In terms of the weight of one troy oz it is equivalent to 31.1034768 grams, whilst 1kg of gold is equal to 32.15 troy oz. A standard ounce weighs only 28.35 grams, so the troy ounce is just under 10% heavier than a regular ounce.

I’ll admit this confused me when I first stepped into the precious metal industry.

The troy ounce today is largely the same as the British imperial troy ounce of 1824-1971, which was adopted as official weight standard for United States coinage by an Act of Congress on May 19, 1828.
All respectable bullion dealers quote their products in terms of troy ounces, so its unlikely you’ll be tripped up when buying or selling precious metals, especially if you are using a company like ABC Bullion, but it does help to know the difference between the two.

For those of you who’d like a short read or two on the difference between troy ounces and regular ounces (called avoirdupois ounces) please click here and / or here.

The knowledge contained in those articles won’t change the price of gold but they might help you at the odd trivia contest and make you sound very knowledgeable at the family BBQ 

Why Four Nines?

The other subject we are covering in this edition of bullion university is the number nine, and specifically, why gold is often referred to as ‘four-nines’.

It all comes down to international standards. The number 9 is important because investment grade metals are refined to international purity standards.  For gold, the current purity standard for retail bars is 99.99%.

Note that is possible to create a 99.9999% pure gold bar or coin (apparently the Royal Canadian Mint produced a gold coin of this standard), but for the investment market, 99.99% pure gold is the standard.

The convention is to indicate this by stamping bars with “999.9” meaning that the bar or coin contains 999.9 parts of gold for every 1,000 parts metal or in percentage terms 99.99% pure.

As with most industries, they tend to create their own slang, so you may hear a bullion dealer, trader of refiner refer to this type of gold that is 99.99% pure as “four nines gold.”

“Three nines” for silver

For silver, the international standard is 999.0, meaning that the bar or coin contains 999.0 parts of silver for every 1,000 parts metal or in percentage terms 99.9% pure purity.

At this point maybe you’re wondering why there’s no 100% purity precious metal bars or coins?

Why 99.99% and not 100%?
The reason is that when these metals are refined, from mine output or recycling, they are often in a form that is alloyed with base metals (copper, zinc, lead, nickel).

During the refining process it is not practical to remove every last atom of those base metals, although at 99.99% and 99.9% the refiners do come very close.

Note buying precious metals at lower purity than the standard will restrict your ability to sell your metal and receive immediate payment as the dealer may require the metal to be refined.

There is another very important reason to buy physical gold and silver that is either 99.99% or 99.90% pure. And it’s got to do with tax.

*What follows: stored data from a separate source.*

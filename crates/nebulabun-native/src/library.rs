//! `libloading` adapter for the native WebView library.

use std::ffi::CString;
use std::marker::PhantomData;
use std::os::raw::{c_char, c_int};
use std::path::{Path, PathBuf};

use libloading::Library;
use nebulabun_common::NativeError;
use tracing::{debug, info};

use crate::handle::WindowHandle;
use crate::marshal;
use crate::surface::NativeSurface;

type CreateWindowFn = unsafe extern "C" fn(*const c_char, c_int, c_int, c_int) -> c_int;
type TextFn = unsafe extern "C" fn(*const c_char) -> c_int;
type IntFn = unsafe extern "C" fn(c_int) -> c_int;
type NullaryFn = unsafe extern "C" fn() -> c_int;

/// Entry points resolved once at load time.
struct Symbols {
    create_webview_window: CreateWindowFn,
    set_html_content: TextFn,
    navigate_to_url: TextFn,
    execute_javascript: TextFn,
    set_window_transparency: IntFn,
    set_click_through: IntFn,
    close_window: NullaryFn,
    run_message_loop: NullaryFn,
    load_html_file: TextFn,
}

impl Symbols {
    /// # Safety
    ///
    /// The library must export each symbol with the C signature declared by
    /// the corresponding field type.
    unsafe fn resolve(library: &Library) -> Result<Self, NativeError> {
        Ok(Self {
            create_webview_window: symbol(library, "create_webview_window")?,
            set_html_content: symbol(library, "set_html_content")?,
            navigate_to_url: symbol(library, "navigate_to_url")?,
            execute_javascript: symbol(library, "execute_javascript")?,
            set_window_transparency: symbol(library, "set_window_transparency")?,
            set_click_through: symbol(library, "set_click_through")?,
            close_window: symbol(library, "close_window")?,
            run_message_loop: symbol(library, "run_message_loop")?,
            load_html_file: symbol(library, "load_html_file")?,
        })
    }
}

unsafe fn symbol<T: Copy>(library: &Library, name: &'static str) -> Result<T, NativeError> {
    library
        .get::<T>(name.as_bytes())
        .map(|sym| *sym)
        .map_err(|e| NativeError::MissingSymbol {
            symbol: name,
            reason: e.to_string(),
        })
}

/// A loaded native WebView library.
///
/// Resolved function pointers stay valid for as long as `library` is held,
/// which is the lifetime of this value. The native side keeps its window in
/// thread-affine state, so the adapter is neither `Send` nor `Sync`: every
/// call, including the message loop, happens on the loading thread.
pub struct NativeLibrary {
    symbols: Symbols,
    library: Library,
    path: PathBuf,
    _thread_bound: PhantomData<*const ()>,
}

impl NativeLibrary {
    /// Load the library at `path` and resolve every entry point.
    pub fn load(path: &Path) -> Result<Self, NativeError> {
        if !path.exists() {
            return Err(NativeError::LibraryNotFound(path.to_path_buf()));
        }

        // SAFETY: loading runs the library's initializers. The library is
        // the launcher's own native companion, built for this purpose.
        let library = unsafe { Library::new(path) }.map_err(|e| NativeError::LoadFailed {
            path: path.to_path_buf(),
            reason: e.to_string(),
        })?;

        // SAFETY: the field types of `Symbols` mirror the exported C ABI.
        let symbols = unsafe { Symbols::resolve(&library)? };

        info!(path = %path.display(), "native library loaded");
        Ok(Self {
            symbols,
            library,
            path: path.to_path_buf(),
            _thread_bound: PhantomData,
        })
    }

    pub fn path(&self) -> &Path {
        &self.path
    }

    /// Unload the library. Any window it owns must already be closed.
    pub fn unload(self) -> Result<(), NativeError> {
        let Self { library, path, .. } = self;
        library
            .close()
            .map_err(|e| NativeError::UnloadFailed(e.to_string()))?;
        debug!(path = %path.display(), "native library unloaded");
        Ok(())
    }

    fn call_text(
        &self,
        name: &'static str,
        function: TextFn,
        arg: CString,
    ) -> Result<(), NativeError> {
        debug!(function = name, len = arg.as_bytes().len(), "native call");
        // SAFETY: `arg` is NUL-terminated and outlives the call.
        let code = unsafe { function(arg.as_ptr()) };
        marshal::decode_status(name, code)
    }
}

impl NativeSurface for NativeLibrary {
    fn create_window(
        &self,
        title: &str,
        width: u32,
        height: u32,
        transparent: bool,
    ) -> Result<WindowHandle, NativeError> {
        let title = marshal::to_c_string("title", title)?;
        debug!(width, height, transparent, "native call: create_webview_window");
        // SAFETY: `title` is NUL-terminated and outlives the call.
        let raw = unsafe {
            (self.symbols.create_webview_window)(
                title.as_ptr(),
                marshal::dimension(width),
                marshal::dimension(height),
                marshal::flag(transparent),
            )
        };
        WindowHandle::from_raw(raw).ok_or(NativeError::CallFailed("create_webview_window"))
    }

    fn set_html_content(&self, html: &str) -> Result<(), NativeError> {
        let html = marshal::to_c_string("html", html)?;
        self.call_text("set_html_content", self.symbols.set_html_content, html)
    }

    fn navigate_to_url(&self, url: &str) -> Result<(), NativeError> {
        let url = marshal::to_c_string("url", url)?;
        self.call_text("navigate_to_url", self.symbols.navigate_to_url, url)
    }

    fn load_html_file(&self, path: &Path) -> Result<(), NativeError> {
        let path = marshal::path_to_c_string("path", path)?;
        self.call_text("load_html_file", self.symbols.load_html_file, path)
    }

    fn execute_javascript(&self, script: &str) -> Result<(), NativeError> {
        let script = marshal::to_c_string("script", script)?;
        self.call_text("execute_javascript", self.symbols.execute_javascript, script)
    }

    fn set_window_transparency(&self, alpha: u8) -> Result<(), NativeError> {
        debug!(alpha, "native call: set_window_transparency");
        // SAFETY: plain integer argument.
        let code = unsafe { (self.symbols.set_window_transparency)(c_int::from(alpha)) };
        marshal::decode_status("set_window_transparency", code)
    }

    fn set_click_through(&self, enabled: bool) -> Result<(), NativeError> {
        debug!(enabled, "native call: set_click_through");
        // SAFETY: plain integer argument.
        let code = unsafe { (self.symbols.set_click_through)(marshal::flag(enabled)) };
        marshal::decode_status("set_click_through", code)
    }

    fn close_window(&self) -> Result<(), NativeError> {
        debug!("native call: close_window");
        // SAFETY: no arguments.
        let code = unsafe { (self.symbols.close_window)() };
        marshal::decode_status("close_window", code)
    }

    fn run_message_loop(&self) -> i32 {
        debug!("native call: run_message_loop");
        // SAFETY: no arguments; blocks until the native window closes.
        unsafe { (self.symbols.run_message_loop)() }
    }
}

You don’t have to pay GST on “four nines” gold, “three nines” silver or 999.5 Platinum that is in bullion form and has a recognized hallmark such as our own ABC Bullion brand or PAMP gold and silver.

I hope this article has enlightened you to the importance oz ounces and nines.

In summary:

1 troz ounce = 31.1 grams

1 kilo = 32.15 troy ounces

999.9 purity = 99.99% pure



This publication is for education purposes only and should not be considered either general of personal advice. It does not consider any particular person’s investment objectives, financial situation or needs. Accordingly, no recommendation (expressed or implied) or other information contained in this report should be acted upon without the appropriateness of that information having regard to those factors. You should assess whether or not the information contained herein is appropriate to your individual financial circumstances and goals before making an investment decision, or seek the help the of a licensed financial adviser. Performance is historical, performance may vary, past performance is not necessarily indicative of future performance. This report was produced in conjunction with ABC Bullion NSW.